What this task involves: Could you copy every line of the data that contains "dims"?

Listed entries:
════════════════════
/// Frees a `SkeinVarInfo` and its dimension array. Null is a no-op.
///
/// # Safety
/// `info` must be null or a live handle, freed at most once.
#[no_mangle]
pub unsafe extern "C" fn skein_var_info_free(info: *mut SkeinVarInfo) {
    if info.is_null() {
        return;
    }
    let dim = unsafe { &*info }.dim;
    let ndim = unsafe { &*info }.ndim;
    if !dim.is_null() {
        drop(unsafe { Box::from_raw(std::ptr::slice_from_raw_parts_mut(dim, ndim)) });
    }
    unsafe { destroy_handle(info) };
}

/// Forces evaluation and maps the computed value for reading. The pointer
/// stays valid until `skein_var_unmap` or the handle's destruction and
/// must not be written through.
///
/// # Safety
/// `self_` must be live and not used concurrently; `out` must be
/// writable.
#[no_mangle]
pub unsafe extern "C" fn skein_var_read_map(
    self_: *mut SkeinVariable,
    out: *mut *const c_void,
) -> SkeinCode {
    guard(|| {
        let Some(var) = (unsafe { self_.as_mut() }) else {
            return SkeinCode::InvalidPtr;
        };
        if out.is_null() {
            return SkeinCode::InvalidPtr;
        }
        if var.read_pin.is_some() {
            return SkeinCode::MapState;
        }
        match var.var.read() {
            Ok(value) => {
                unsafe { *out = value.bytes().as_ptr() as *const c_void };
                var.read_pin = Some(value);
                SkeinCode::Ok
            }
            Err(err) => SkeinCode::from(&err),
        }
    })
}

/// Maps the variable's host payload for writing (inputs and constants
/// only). Downstream cached results are invalidated.
///
/// # Safety
/// `self_` must be live and not used concurrently; `out` must be
/// writable.
#[no_mangle]
pub unsafe extern "C" fn skein_var_write_map(
    self_: *mut SkeinVariable,
    out: *mut *mut c_void,
) -> SkeinCode {
    guard(|| {
        let Some(var) = (unsafe { self_.as_mut() }) else {
            return SkeinCode::InvalidPtr;
        };
        if out.is_null() {
            return SkeinCode::InvalidPtr;
        }
        match var.var.write_map() {
            Ok((ptr, _len)) => {
                unsafe { *out = ptr as *mut c_void };
                SkeinCode::Ok
            }
            Err(err) => SkeinCode::from(&err),
        }
    })
}

/// Ends the active read or write mapping; unmapping while unmapped is a
/// usage error.
///
/// # Safety
/// `self_` must be live and not used concurrently.
#[no_mangle]
pub unsafe extern "C" fn skein_var_unmap(self_: *mut SkeinVariable) -> SkeinCode {
    guard(|| {
        let Some(var) = (unsafe { self_.as_mut() }) else {
            return SkeinCode::InvalidPtr;
        };
        if var.read_pin.take().is_some() {
            return SkeinCode::Ok;
        }
        SkeinCode::from_result(var.var.unmap())
    })
}

/// Mutates the declared shape and invalidates downstream caches.
///
/// # Safety
/// `self_` must be live; `dims` must be a live handle.
#[no_mangle]
pub unsafe extern "C" fn skein_var_resize(
    self_: *mut SkeinVariable,
    dims: *const SkeinVecI32,
) -> SkeinCode {
    guard(|| {
        let (Some(var), Some(dims)) = (unsafe { self_.as_ref() }, unsafe { dims.as_ref() })
        else {
            return SkeinCode::InvalidPtr;
        };
        let dims = match dims_from_vec(dims) {
            Ok(dims) => dims,
            Err(err) => return SkeinCode::from(&err),
        };
        SkeinCode::from_result(var.var.resize(dims))
    })
}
════════════════════
Result for this exercise:
/// `self_` must be live; `dims` must be a live handle.
    dims: *const SkeinVecI32,
        let (Some(var), Some(dims)) = (unsafe { self_.as_ref() }, unsafe { dims.as_ref() })
        let dims = match dims_from_vec(dims) {
            Ok(dims) => dims,
        SkeinCode::from_result(var.var.resize(dims))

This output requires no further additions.